We first generate two sets of samples in 2D that 25 and 50 samples respectively located on circles. The weights of the samples are uniform.

# Problem size
n1 = 25
n2 = 50

# Generate random data
np.random.seed(0)
a = ot.utils.unif(n1)  # weights of points in the source domain
b = ot.utils.unif(n2)  # weights of points in the target domain

x1 = np.random.randn(n1, 2)
x1 /= np.sqrt(np.sum(x1**2, 1, keepdims=True)) / 2

x2 = np.random.randn(n2, 2)
x2 /= np.sqrt(np.sum(x2**2, 1, keepdims=True)) / 4

# Compute the cost matrix
C = ot.dist(x1, x2)  # Squared Euclidean cost matrix by default
  • Source and target distributions
  • Cost matrix C
Text(0.5, 1.0, 'Cost matrix C')

Solving exact Optimal Transport

Solve the Optimal Transport problem between the samples

The ot.solve_sample() function can be used to solve the Optimal Transport problem between two sets of samples. The function takes as its two first arguments the positions of the source and target samples, and returns an ot.utils.OTResult object.

# Solve the OT problem
sol = ot.solve_sample(x1, x2, a, b)

# get the OT plan
P = sol.plan

# get the OT loss
loss = sol.value

# get the dual potentials
alpha, beta = sol.potentials

print(f"OT loss = {loss:1.3f}")
  • OT plan P loss=5.292, Dual potentials
  • OT plan
OT loss = 5.292

The figure above shows the Optimal Transport plan between the source and target samples. The color intensity represents the amount of mass transported between the samples. The dual potentials of the OT problem are also shown.

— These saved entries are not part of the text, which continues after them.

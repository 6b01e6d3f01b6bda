//! Interactive prompts for values not supplied on the command line.
//!
//! Generic over the I/O pair so tests drive them with in-memory buffers.

use seed_payload::PayloadKind;
use std::io::{BufRead, Write};

/// Ask for the number of records until a whole number is entered.
pub fn prompt_record_count<R: BufRead, W: Write>(input: &mut R, output: &mut W) -> std::io::Result<u64> {
    loop {
        write!(output, "Enter the number of fake records: ")?;
        output.flush()?;

        let mut line = String::new();
        if input.read_line(&mut line)? == 0 {
            return Err(std::io::Error::new(
                std::io::ErrorKind::UnexpectedEof,
                "input closed while waiting for the record count",
            ));
        }
        match line.trim().parse::<u64>() {
            Ok(count) => return Ok(count),
            Err(_) => writeln!(output, "Invalid input. Please enter a whole number.")?,
        }
    }
}

/// Ask which payload kind to attach until a valid menu entry is chosen.
pub fn prompt_payload_kind<R: BufRead, W: Write>(
    input: &mut R,
    output: &mut W,
) -> std::io::Result<PayloadKind> {
    loop {
        writeln!(output)?;
        writeln!(output, "Choose the type of images to generate:")?;
        writeln!(output, "1) Cat pictures")?;
        writeln!(output, "2) Locally drawn images")?;
        writeln!(output, "3) No images")?;
        write!(output, "Enter your choice (1/2/3): ")?;
        output.flush()?;

        let mut line = String::new();
        if input.read_line(&mut line)? == 0 {
            return Err(std::io::Error::new(
                std::io::ErrorKind::UnexpectedEof,
                "input closed while waiting for the image choice",
            ));
        }
        match line.trim() {
            "1" => return Ok(PayloadKind::Cat),
            "2" => return Ok(PayloadKind::Drawn),
            "3" => return Ok(PayloadKind::None),
            _ => writeln!(output, "Invalid choice. Please enter 1, 2, or 3.")?,
        }
    }
}
//! Batch record generator.

use crate::generators::{email, person, text};
use crate::Record;
use rand::rngs::StdRng;
use rand::{Rng, SeedableRng};
use seed_geo::{CoordinateSampler, LandPolygons};
use seed_payload::PayloadProducer;

/// Inclusive age bounds for generated records.
pub const MIN_AGE: i32 = 18;
pub const MAX_AGE: i32 = 60;

/// Maximum length of the free-text note.
pub const MAX_NOTE_CHARS: usize = 200;

/// Assembles batches of randomized records.
///
/// The polygon set is borrowed from the pipeline context built at startup;
/// the generator owns its RNG. With `seed: None` every run draws fresh
/// entropy; a fixed seed makes the non-payload fields reproducible.
pub struct RecordGenerator<'a> {
    sampler: CoordinateSampler<'a>,
    rng: StdRng,
}

impl<'a> RecordGenerator<'a> {
    pub fn new(land: &'a LandPolygons, seed: Option<u64>) -> Self {
        let rng = match seed {
            Some(seed) => StdRng::seed_from_u64(seed),
            None => StdRng::from_entropy(),
        };
        Self {
            sampler: CoordinateSampler::new(land),
            rng,
        }
    }

    /// Generate `count` records eagerly, drawing one payload per record from
    /// the producer.
    ///
    /// A producer returning `None` is an expected outcome; the record is
    /// still complete, with an absent payload.
    pub async fn generate(
        &mut self,
        count: u64,
        producer: &mut dyn PayloadProducer,
    ) -> Vec<Record> {
        let mut records = Vec::with_capacity(count as usize);
        for _ in 0..count {
            let location = self.sampler.sample(&mut self.rng);
            let image = producer.produce().await;
            records.push(Record {
                name: person::full_name(&mut self.rng),
                age: self.rng.gen_range(MIN_AGE..=MAX_AGE),
                city: person::city(&mut self.rng),
                email: email::varied_email(&mut self.rng),
                notes: text::sentences(&mut self.rng, MAX_NOTE_CHARS),
                location,
                image,
            });
        }
        tracing::debug!("generated batch of {} records", records.len());
        records
    }
}
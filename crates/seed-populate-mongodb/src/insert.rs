//! Record-to-BSON conversion and the single bulk insert.

use bson::spec::BinarySubtype;
use bson::{doc, Binary, Bson, Document};
use mongodb::Collection;
use seed_generator::Record;

/// Convert one record to a BSON document.
///
/// The coordinate becomes a GeoJSON `Point` sub-document; an absent payload
/// is stored as an explicit null.
pub fn record_to_document(record: Record) -> Document {
    let image = match record.image {
        Some(bytes) => Bson::Binary(Binary {
            subtype: BinarySubtype::Generic,
            bytes,
        }),
        None => Bson::Null,
    };

    doc! {
        "name": record.name,
        "age": record.age,
        "city": record.city,
        "email": record.email,
        "notes": record.notes,
        "location": {
            "type": "Point",
            "coordinates": [record.location.lon, record.location.lat],
        },
        "image": image,
    }
}

/// Insert the whole batch as one bulk operation.
///
/// Returns the number of documents the driver acknowledged. Not retried on
/// failure: there is no idempotency key on the records, so a retry could
/// silently duplicate the part of the batch that already landed.
pub async fn insert_batch(
    collection: &Collection<Document>,
    records: Vec<Record>,
) -> Result<u64, mongodb::error::Error> {
    if records.is_empty() {
        return Ok(0);
    }

    let documents: Vec<Document> = records.into_iter().map(record_to_document).collect();
    let result = collection.insert_many(documents).await?;
    Ok(result.inserted_ids.len() as u64)
}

The weights of the samples in the source and target domains a and b are given to the function. If not provided, the weights are assumed to be uniform See ot.solve_sample() for more details.

The ot.utils.OTResult object contains the following attributes:

  • value: the value of the OT problem

  • plan: the OT matrix

  • potentials: Dual potentials of the OT problem

  • log: log dictionary of the solver

The OT matrix \(P\) is a matrix of size (n1, n2) where P[i,j] is the amount of mass transported from x1[i] to x2[j].

The OT loss is the sum of the element-wise product of the OT matrix and the cost matrix taken by default as the Squared Euclidean distance.

Optimal Transport problem with a custom cost matrix

The cost matrix can be customized by passing it to the more general ot.solve() function. The cost matrix should be a matrix of size (n1, n2) where C[i,j] is the cost of transporting mass from x1[i] to x2[j].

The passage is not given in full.